As Ebola spreads in epidemic proportions across Africa, scientists have discovered the transmission mechanism of another killer disease—HIV/AIDS. Just like Ebola, AIDS had crossed into humans from infected animals in the wild—chimpanzees in particular—and had for long remained confined to isolated populations, in central Africa.
It was only in the 1960s that the number of HIV infections by a particular strain—Group M of HIV-1 type—suddenly tripled, and the virus’ range expanded across the vast Congo Basin, say scientists led by Oliver Pybus of Oxford University and Philippe Lemey of the University of Leuven, in Belgium. The scientists analysed HIV genomes gathered over the past 30 years from 814 people in central Africa and used their full sets of DNA to reconstruct HIV's pre-epidemic history.

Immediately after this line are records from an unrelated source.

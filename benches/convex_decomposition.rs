use criterion::{criterion_group, criterion_main, BatchSize, Criterion};
use plc_engine::{ConvexDecomposition, ConvexDecompositionParameters, Graph, Point};

fn comb(teeth: usize) -> Vec<Point> {
    // A rectilinear comb with a configurable number of reflex notches, to exercise the
    // concave-corner / essential-edge labeling passes at increasing size.
    let mut points = vec![Point::new(0.0, 0.0)];
    let tooth_w = 10.0;
    let gap_w = 10.0;
    let mut x = 0.0;
    for _ in 0..teeth {
        points.push(Point::new(x, 50.0));
        points.push(Point::new(x + tooth_w, 50.0));
        points.push(Point::new(x + tooth_w, 100.0));
        points.push(Point::new(x + tooth_w + gap_w, 100.0));
        x += tooth_w + gap_w;
    }
    points.push(Point::new(x, 0.0));
    points
}

fn decompose(contour: &[Point]) {
    let mut g = Graph::new();
    let mut cd = ConvexDecomposition::new(&mut g);
    cd.decompose(&[contour.to_vec()], &[], &ConvexDecompositionParameters::default()).unwrap();
}

pub fn criterion_benchmark(c: &mut Criterion) {
    let small = comb(5);
    let large = comb(40);

    c.bench_function("decompose_comb_5_teeth", |b| {
        b.iter_batched(|| small.clone(), |p| decompose(&p), BatchSize::SmallInput)
    });

    c.bench_function("decompose_comb_40_teeth", |b| {
        b.iter_batched(|| large.clone(), |p| decompose(&p), BatchSize::SmallInput)
    });
}

criterion_group!(benches, criterion_benchmark);
criterion_main!(benches);
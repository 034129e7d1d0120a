//! Convex decomposition (§4.4) on top of a constrained refined triangulation: Hertel-Mehlhorn
//! triangle coalescing into a minimal-ish set of convex polygons.

mod concave;
mod essential;
mod params;

pub use params::ConvexDecompositionParameters;

use crate::error::Result;
use crate::geometry::Point;
use crate::graph::{EdgeId, Graph, PolygonId, VertexId};
use crate::triangulation::{Contour, Triangulation};
use std::collections::HashSet;

/// Convex decomposition engine, attached to a [`Graph`] the same way [`Triangulation`] is.
pub struct ConvexDecomposition<'g> {
    graph: &'g mut Graph,
}

impl<'g> ConvexDecomposition<'g> {
    pub fn new(graph: &'g mut Graph) -> Self {
        ConvexDecomposition { graph }
    }

    /// Triangulates `contours` (plus optional extra points), then coalesces the result into
    /// convex polygons. `parameters.tri_param.remove_outside_triangles` is always treated as
    /// `false`, regardless of what's set on `parameters`.
    pub fn decompose(
        &mut self,
        contours: &[Contour],
        extra_points: &[Point],
        parameters: &ConvexDecompositionParameters,
    ) -> Result<()> {
        let mut tri_param = parameters.tri_param;
        tri_param.remove_outside_triangles = false;

        let mut tri = Triangulation::new(self.graph);
        tri.triangulate_with_points(contours, extra_points, &tri_param)?;

        let mut corners = concave::collect_concave_corners(&tri);
        if parameters.with_segments {
            let mut guard = 8; // perpendicular cuts can, in principle, create new reflex corners
            while guard > 0 {
                guard -= 1;
                if !concave::insert_perpendicular_cuts(&mut tri, &corners, parameters.split_edges) {
                    break;
                }
                corners = concave::collect_concave_corners(&tri);
            }
        }

        let essential = essential::label_essential_edges(&tri, &corners, parameters.split_edges);
        coalesce(&mut tri, &essential);
        Ok(())
    }
}

/// §4.4.2 steps 5-6: flood-fills connected non-essential, non-segment, non-outside-bordering
/// triangle runs into components, then replaces every triangle in the graph with one polygon
/// per component.
fn coalesce(tri: &mut Triangulation, essential: &HashSet<EdgeId>) {
    let mut visited: HashSet<PolygonId> = HashSet::new();
    let mut components: Vec<(Vec<PolygonId>, Vec<EdgeId>, HashSet<VertexId>)> = Vec::new();

    let all_triangles: Vec<PolygonId> = tri
        .graph()
        .triangles()
        .filter(|&t| !tri.graph().polygon(t).is_outside)
        .collect();

    for &start in &all_triangles {
        if visited.contains(&start) {
            continue;
        }
        visited.insert(start);
        let mut stack = vec![start];
        let mut comp_tris = Vec::new();
        let mut boundary = Vec::new();
        let mut internal_vertices: HashSet<VertexId> = HashSet::new();

        while let Some(t) = stack.pop() {
            comp_tris.push(t);
            for &v in tri.graph().polygon(t).vertices() {
                if tri.graph().is_precious(v) {
                    internal_vertices.insert(v);
                }
            }
            for &e in tri.graph().polygon(t).edges() {
                let edge = tri.graph().edge(e);
                let other = edge.other_polygon(t);
                let crosses_boundary = edge.is_segment
                    || essential.contains(&e)
                    || other.map_or(true, |o| tri.graph().polygon(o).is_outside);
                if crosses_boundary {
                    boundary.push(e);
                } else if let Some(o) = other {
                    if visited.insert(o) {
                        stack.push(o);
                    }
                }
            }
        }
        components.push((comp_tris, boundary, internal_vertices));
    }

    let outside_triangles: Vec<PolygonId> = tri
        .graph()
        .polygons()
        .filter(|&p| tri.graph().polygon(p).is_outside)
        .collect();
    for (comp_tris, _, _) in &components {
        for &t in comp_tris {
            tri.graph_mut().destroy_triangle(t);
        }
    }
    for t in outside_triangles {
        tri.graph_mut().destroy_triangle(t);
    }

    for (_, boundary, internal_vertices) in components {
        let Some(ordered) = order_boundary(tri, &boundary) else {
            log::warn!("convex decomposition: a component's boundary edges did not form a closed loop");
            continue;
        };
        let p = tri.graph_mut().create_polygon(&ordered);
        for v in internal_vertices {
            tri.graph_mut().add_internal_vertex(p, v);
        }
    }

    // Every triangle was torn down; the boundary edges were just re-threaded into the new
    // convex polygons above, but the dissolved interior diagonals (and the outside region's
    // edges/vertices) are left dangling. Drop them rather than leaking them in the arena.
    tri.graph_mut().prune_unreferenced();
}

/// Re-chains an unordered set of boundary edges into the single cyclic order `create_polygon`
/// requires, by walking shared endpoints.
fn order_boundary(tri: &Triangulation, edges: &[EdgeId]) -> Option<Vec<EdgeId>> {
    if edges.is_empty() {
        return None;
    }
    let mut remaining: Vec<EdgeId> = edges.to_vec();
    let first = remaining.remove(0);
    let first_edge = tri.graph().edge(first).clone();
    let start_vertex = first_edge.v1;
    let mut current_vertex = first_edge.v2;
    let mut ordered = vec![first];

    while !remaining.is_empty() {
        let idx = remaining.iter().position(|&e| tri.graph().edge(e).has_vertex(current_vertex))?;
        let e = remaining.remove(idx);
        current_vertex = tri.graph().edge(e).other_endpoint(current_vertex).unwrap();
        ordered.push(e);
    }

    if current_vertex != start_vertex {
        return None;
    }
    Some(ordered)
}

#[cfg(test)]
mod tests {
    use super::*;
    use crate::triangulation::Contour;

    fn square_contour() -> Contour {
        vec![
            Point::new(0.0, 0.0),
            Point::new(10.0, 0.0),
            Point::new(10.0, 10.0),
            Point::new(0.0, 10.0),
        ]
    }

    #[test]
    fn convex_square_decomposes_into_a_single_polygon() {
        let mut g = Graph::new();
        let mut cd = ConvexDecomposition::new(&mut g);
        cd.decompose(&[square_contour()], &[], &ConvexDecompositionParameters::default()).unwrap();
        let polygons: Vec<_> = g.polygons().filter(|&p| !g.polygon(p).is_outside).collect();
        assert_eq!(polygons.len(), 1);
        assert!(g.check());
    }

    #[test]
    fn l_shape_decomposes_into_at_least_two_convex_polygons() {
        let mut g = Graph::new();
        let mut cd = ConvexDecomposition::new(&mut g);
        let contour = vec![
            Point::new(0.0, 0.0),
            Point::new(6.0, 0.0),
            Point::new(6.0, 3.0),
            Point::new(3.0, 3.0),
            Point::new(3.0, 6.0),
            Point::new(0.0, 6.0),
        ];
        cd.decompose(&[contour], &[], &ConvexDecompositionParameters::default()).unwrap();
        let polygons: Vec<_> = g.polygons().filter(|&p| !g.polygon(p).is_outside).collect();
        assert!(polygons.len() >= 2);
        assert!(g.check());
        // Every resulting piece must itself be convex.
        for &p in &polygons {
            let verts = g.polygon(p).vertices();
            let n = verts.len();
            for i in 0..n {
                let a = g.position(verts[i]);
                let b = g.position(verts[(i + 1) % n]);
                let c = g.position(verts[(i + 2) % n]);
                assert_eq!(crate::geometry::side_of(a, b, c), 1);
            }
        }
    }
}
//! Delaunay legality fix-up (§4.3.5): the flip loop that restores the local Delaunay property
//! after an insertion, without ever touching a segment edge.

use super::Triangulation;
use crate::geometry;
use crate::graph::{EdgeId, PolygonId};
use std::collections::VecDeque;

/// Runs one fix-up pass seeded with `seed_edges`. Segments and frozen edges are never
/// enqueued or flipped.
pub fn legalize(tri: &mut Triangulation, seed_edges: &[EdgeId]) {
    let level = tri.graph_mut().next_level();
    let mut todo: VecDeque<EdgeId> = VecDeque::new();
    let mut queued = std::collections::HashSet::new();
    for &e in seed_edges {
        enqueue(tri, e, level, &mut todo, &mut queued);
    }

    while let Some(e) = todo.pop_front() {
        queued.remove(&e);
        if !tri.graph().edge_exists(e) {
            continue; // edge was removed by an earlier flip in this pass
        }
        let edge = tri.graph().edge(e).clone();
        if edge.is_segment || edge.frozen {
            continue;
        }
        let (t1, t2) = match (edge.left, edge.right) {
            (Some(a), Some(b)) => (a, b),
            _ => continue, // hull edge, nothing to flip against
        };
        if !is_illegal(tri, t1, t2, e) {
            continue;
        }
        if let Some(new_edges) = flip(tri, e, t1, t2) {
            for ne in new_edges {
                enqueue(tri, ne, level, &mut todo, &mut queued);
            }
        }
    }
}

fn enqueue(
    tri: &Triangulation,
    e: EdgeId,
    level: u64,
    todo: &mut VecDeque<EdgeId>,
    queued: &mut std::collections::HashSet<EdgeId>,
) {
    let edge = tri.graph().edge(e);
    if edge.is_segment || edge.frozen || edge.level >= level {
        return;
    }
    if queued.insert(e) {
        todo.push_back(e);
    }
}

/// True iff either triangle's circumcircle strictly contains the opposite vertex of the other.
fn is_illegal(tri: &Triangulation, t1: PolygonId, t2: PolygonId, shared: EdgeId) -> bool {
    let apex1 = opposite_vertex(tri, t1, shared);
    let apex2 = opposite_vertex(tri, t2, shared);
    let (apex1, apex2) = match (apex1, apex2) {
        (Some(a), Some(b)) => (a, b),
        _ => return false,
    };
    let verts1: Vec<_> = tri.graph().polygon(t1).vertices().to_vec();
    let verts2: Vec<_> = tri.graph().polygon(t2).vertices().to_vec();
    if verts1.len() != 3 || verts2.len() != 3 {
        return false;
    }
    let p1 = [
        tri.graph().position(verts1[0]),
        tri.graph().position(verts1[1]),
        tri.graph().position(verts1[2]),
    ];
    let p2 = [
        tri.graph().position(verts2[0]),
        tri.graph().position(verts2[1]),
        tri.graph().position(verts2[2]),
    ];
    let apex2_pos = tri.graph().position(apex2);
    let apex1_pos = tri.graph().position(apex1);

    let illegal_1 = match geometry::circumcircle(p1[0], p1[1], p1[2]) {
        Ok((c, r)) => geometry::in_circle(apex2_pos, c, r) > 0,
        Err(_) => true, // degenerate circumcircle: treat as illegal, matching the source
    };
    let illegal_2 = match geometry::circumcircle(p2[0], p2[1], p2[2]) {
        Ok((c, r)) => geometry::in_circle(apex1_pos, c, r) > 0,
        Err(_) => true,
    };
    illegal_1 || illegal_2
}

pub(crate) fn opposite_vertex(
    tri: &Triangulation,
    t: PolygonId,
    shared: EdgeId,
) -> Option<crate::graph::VertexId> {
    let polygon = tri.graph().polygon(t);
    let edge = tri.graph().edge(shared);
    polygon
        .vertices()
        .iter()
        .copied()
        .find(|&v| v != edge.v1 && v != edge.v2)
}

/// Flips the shared diagonal of the two triangles adjacent to `e`, returning the edges of the
/// two new triangles other than the new diagonal itself (candidates for re-enqueueing).
pub(crate) fn flip(tri: &mut Triangulation, e: EdgeId, t1: PolygonId, t2: PolygonId) -> Option<Vec<EdgeId>> {
    let edge = tri.graph().edge(e).clone();
    let u1 = opposite_vertex(tri, t1, e)?;
    let u2 = opposite_vertex(tri, t2, e)?;
    let is_outside = tri.graph().polygon(t1).is_outside;

    // Edges of t1/t2 other than `e`, identified by which endpoint of `e` they touch.
    let edge_touching = |tri: &Triangulation, t: PolygonId, v: crate::graph::VertexId| -> EdgeId {
        tri.graph()
            .polygon(t)
            .edges()
            .iter()
            .copied()
            .find(|&x| x != e && tri.graph().edge(x).has_vertex(v))
            .expect("triangle missing expected edge")
    };
    let e1_v1 = edge_touching(tri, t1, edge.v1);
    let e1_v2 = edge_touching(tri, t1, edge.v2);
    let e2_v1 = edge_touching(tri, t2, edge.v1);
    let e2_v2 = edge_touching(tri, t2, edge.v2);

    tri.graph_mut().destroy_triangle(t1);
    tri.graph_mut().destroy_triangle(t2);
    tri.graph_mut().destroy_edge(e);

    let new_diag = tri.graph_mut().create_edge(u1, u2);
    let t1_new = tri.graph_mut().create_triangle(new_diag, e1_v1, e2_v1);
    let t2_new = tri.graph_mut().create_triangle(new_diag, e1_v2, e2_v2);
    tri.graph_mut().polygon_mut(t1_new).is_outside = is_outside;
    tri.graph_mut().polygon_mut(t2_new).is_outside = is_outside;
    tri.graph_mut().record_flip();

    Some(vec![e1_v1, e2_v1, e1_v2, e2_v2])
}

#[cfg(test)]
mod tests {
    use super::*;
    use crate::graph::Graph;

    #[test]
    fn legalize_restores_delaunay_property_after_insertion() {
        let mut g = Graph::new();
        let mut tri = Triangulation::new(&mut g);
        tri.insert_point(0.0, 0.0).unwrap();
        tri.insert_point(10.0, 0.0).unwrap();
        tri.insert_point(10.0, 1.0).unwrap();
        tri.insert_point(0.0, 10.0).unwrap();
        assert!(tri.check());
        for t1 in tri.graph().triangles().collect::<Vec<_>>() {
            for &e in tri.graph().polygon(t1).edges() {
                let edge = tri.graph().edge(e).clone();
                let Some(t2) = edge.other_polygon(t1) else { continue };
                let apex = opposite_vertex(&tri, t2, e).unwrap();
                let verts: Vec<_> = tri.graph().polygon(t1).vertices().to_vec();
                let positions = [
                    tri.graph().position(verts[0]),
                    tri.graph().position(verts[1]),
                    tri.graph().position(verts[2]),
                ];
                let (center, radius) = crate::geometry::circumcircle(positions[0], positions[1], positions[2]).unwrap();
                assert!(crate::geometry::in_circle(tri.graph().position(apex), center, radius) <= 0);
            }
        }
    }

    #[test]
    fn legalize_never_touches_segment_or_frozen_edges() {
        let mut g = Graph::new();
        let mut tri = Triangulation::new(&mut g);
        let v0 = tri.insert_point(0.0, 0.0).unwrap();
        let v1 = tri.insert_point(10.0, 0.0).unwrap();
        tri.insert_point(10.0, 1.0).unwrap();
        tri.insert_point(0.0, 10.0).unwrap();
        let e = tri.graph().find_edge(v0, v1).unwrap();
        tri.graph_mut().edge_mut(e).is_segment = true;
        legalize(&mut tri, &[e]);
        assert!(tri.graph().edge_exists(e));
    }
}
use thiserror::Error;

/// Failure modes surfaced by the fallible public operations of [`crate::graph::Graph`],
/// [`crate::triangulation::Triangulation`] and [`crate::decomposition::ConvexDecomposition`].
#[derive(Error, Debug, Clone, Copy, PartialEq, Eq)]
pub enum PlcError {
    /// A third vertex inserted into an otherwise-empty graph was collinear with the first two.
    #[error("third vertex is collinear with the first two; cannot form an initial triangle")]
    CollinearDegenerate,

    /// `insert_point` was asked to place a point outside the convex hull of a graph that has
    /// already been constrained (`constrain` has completed).
    #[error("cannot insert a point outside the hull of a constrained graph")]
    OutsideConstrainedInsert,

    /// A circumcircle was requested for a triangle with zero (or numerically indistinguishable
    /// from zero) area.
    #[error("triangle is degenerate; circumcircle is undefined")]
    DegenerateCircumcircle,

    /// Triangulation input produced a self-intersecting or otherwise invalid contour.
    #[error("input contour is self-intersecting or degenerate")]
    InvalidContour,

    /// A requested edge or vertex could not be located and the operation has no well-defined
    /// empty-result convention (used only where §4.3.2 requires a hard failure rather than an
    /// empty/`None` return).
    #[error("required graph element not found")]
    NotFound,
}

pub type Result<T> = std::result::Result<T, PlcError>;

They found that the Group M strain, which is now responsible for 90 per cent of the HIV pandemic across the globe, originated in Kinshasa, which is now in the Democratic Republic of Congo. Kinshasa was then the largest and fastest growing city in the region with transport links reaching up and down the country. Records show that by the 1940s, millions of wage labourers travelled between Congo’s cities through the rapidly expanding colonial transportation system—roadways, water ways and railways. Chaos that accompanied its independence in 1960 encouraged impoverished women to turn to prostitution.
Between 1920s and 1960s, the viral strain had also mutated to become robust. The strain appears to have put its “foot on the accelerator”—though it might be most accurate to say that humankind pressed that accelerator down, says Pybus. The viral strain spread rapidly across the Congo, riding a wave of social change as the region developed and its transportation network expanded. Careless reuse of hypodermic needles at sexually transmitted disease clinics is another possibility. Its transmission to other continents was only a matter of time.
The study, published in Science on October 3, 2014, underscores that better public healthcare and disease surveillance must accompany expanding development.